*The task*:
Transcribe the data exactly, stopping after the "use std::net::SocketAddr;" line.

---------------

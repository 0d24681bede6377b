//! Process configuration module.
//!
//! Handles loading process settings from environment variables with sensible
//! defaults. The reloadable agent settings live in the settings document that
//! `config_path` points to.

use anyhow::{bail, Context, Result};
use std::net::SocketAddr;
use std::path::PathBuf;
use std::str::FromStr;
use std::time::Duration;

/// Which loop shape the agent runs.
#[derive(Debug, Clone, Copy, PartialEq, Eq, serde::Serialize)]
#[serde(rename_all = "snake_case")]
pub enum AgentMode {
    /// Sample the configured counters on a fixed interval.
    Polling,
    /// Forward qualifying event-log records as they arrive.
    EventDriven,
}

impl FromStr for AgentMode {
    type Err = anyhow::Error;

    fn from_str(s: &str) -> Result<Self> {
        match s.to_lowercase().as_str() {
            "polling" | "counters" => Ok(Self::Polling),
            "events" | "event-driven" | "event_driven" => Ok(Self::EventDriven),
            other => bail!("unknown agent mode '{other}' (expected 'polling' or 'events')"),
        }
    }
}

impl std::fmt::Display for AgentMode {
    fn fmt(&self, f: &mut std::fmt::Formatter<'_>) -> std::fmt::Result {
        match self {
            Self::Polling => write!(f, "polling"),
            Self::EventDriven => write!(f, "events"),
        }
    }
}

/// Agent process configuration.
///
/// Configuration values can be set via environment variables:
/// - `VAKTR_CONFIG_PATH`: Settings document to load and watch (default: "config/vaktr.json")
/// - `VAKTR_MODE`: `polling` or `events` (default: "polling")
/// - `VAKTR_HEALTH_SNAPSHOT_PATH`: Cluster health snapshot; enables the health poll loop
/// - `VAKTR_HEALTH_INTERVAL_SECS`: Health poll cadence (default: 30)
/// - `VAKTR_CONFIG_POLL_SECS`: Settings change-detection cadence (default: 5)
/// - `VAKTR_EVENT_STDIN`: Read journald JSON entries from stdin (default: false)
/// - `VAKTR_HOST`: The host address for the status endpoint (default: "0.0.0.0")
/// - `VAKTR_PORT`: The port for the status endpoint (default: 9464)
#[derive(Debug, Clone)]
pub struct Config {
    /// Settings document path.
    pub config_path: PathBuf,
    /// Loop shape.
    pub mode: AgentMode,
    /// Cluster health snapshot path, if health polling is enabled.
    pub health_snapshot_path: Option<PathBuf>,
    /// Interval between health poll ticks.
    pub health_interval: Duration,
    /// Interval between settings change checks.
    pub config_poll_interval: Duration,
    /// Whether stdin feeds the event watcher.
    pub event_stdin: bool,
    /// The host address to bind to.
    pub host: String,
    /// The port to listen on.
    pub port: u16,
}

impl Config {
    /// Creates a new configuration from environment variables.
    ///
    /// # Errors
    ///
    /// Returns an error if:
    /// - `VAKTR_MODE` names an unknown mode
    /// - `VAKTR_PORT` is set but cannot be parsed as a valid port number
    /// - An interval is not a positive whole number of seconds
    /// - `VAKTR_EVENT_STDIN` is not `true` or `false`
    pub fn from_env() -> Result<Self> {
        let defaults = Self::default();

        let config_path = std::env::var("VAKTR_CONFIG_PATH")
            .map_or(defaults.config_path, PathBuf::from);

        let mode = std::env::var("VAKTR_MODE")
            .ok()
            .map(|m| m.parse::<AgentMode>())
            .transpose()?
            .unwrap_or(defaults.mode);

        let health_snapshot_path = std::env::var("VAKTR_HEALTH_SNAPSHOT_PATH")
            .ok()
            .filter(|p| !p.trim().is_empty())
            .map(PathBuf::from);

        let health_interval = secs_var("VAKTR_HEALTH_INTERVAL_SECS")?
            .unwrap_or(defaults.health_interval);
        let config_poll_interval =
            secs_var("VAKTR_CONFIG_POLL_SECS")?.unwrap_or(defaults.config_poll_interval);

        let event_stdin = std::env::var("VAKTR_EVENT_STDIN")
            .ok()
            .map(|v| v.parse::<bool>())
            .transpose()
            .context("VAKTR_EVENT_STDIN must be 'true' or 'false'")?
            .unwrap_or(defaults.event_stdin);

        let host = std::env::var("VAKTR_HOST").unwrap_or(defaults.host);

        let port = std::env::var("VAKTR_PORT")
            .ok()
            .map(|p| p.parse::<u16>())
            .transpose()?
            .unwrap_or(defaults.port);

        Ok(Self {
            config_path,
            mode,
            health_snapshot_path,
            health_interval,
            config_poll_interval,
            event_stdin,
            host,
            port,
        })
    }

    /// Returns the socket address for binding.
    ///
    /// # Errors
    ///
    /// Returns an error if the host and port do not form a valid socket address.
    pub fn socket_addr(&self) -> Result<SocketAddr> {
        format!("{}:{}", self.host, self.port)
            .parse()
            .with_context(|| format!("invalid status address {}:{}", self.host, self.port))
    }
}

fn secs_var(name: &str) -> Result<Option<Duration>> {
    let Ok(value) = std::env::var(name) else {
        return Ok(None);
    };
    let secs = value
        .trim()
        .parse::<u64>()
        .with_context(|| format!("{name} must be a whole number of seconds"))?;
    if secs == 0 {
        bail!("{name} must be greater than zero");
    }
    Ok(Some(Duration::from_secs(secs)))
}

impl Default for Config {
    fn default() -> Self {
        Self {
            config_path: PathBuf::from("config/vaktr.json"),
            mode: AgentMode::Polling,
            health_snapshot_path: None,
            health_interval: Duration::from_secs(30),
            config_poll_interval: Duration::from_secs(5),
            event_stdin: false,
            host: "0.0.0.0".to_string(),
            port: 9464,
        }
    }
}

---------------

*Solution for this exercise*:
repository 0d24681bede6377b
//! Process configuration module.
//!
//! Handles loading process settings from environment variables with sensible
//! defaults. The reloadable agent settings live in the settings document that
//! `config_path` points to.

use anyhow::{bail, Context, Result};
use std::net::SocketAddr;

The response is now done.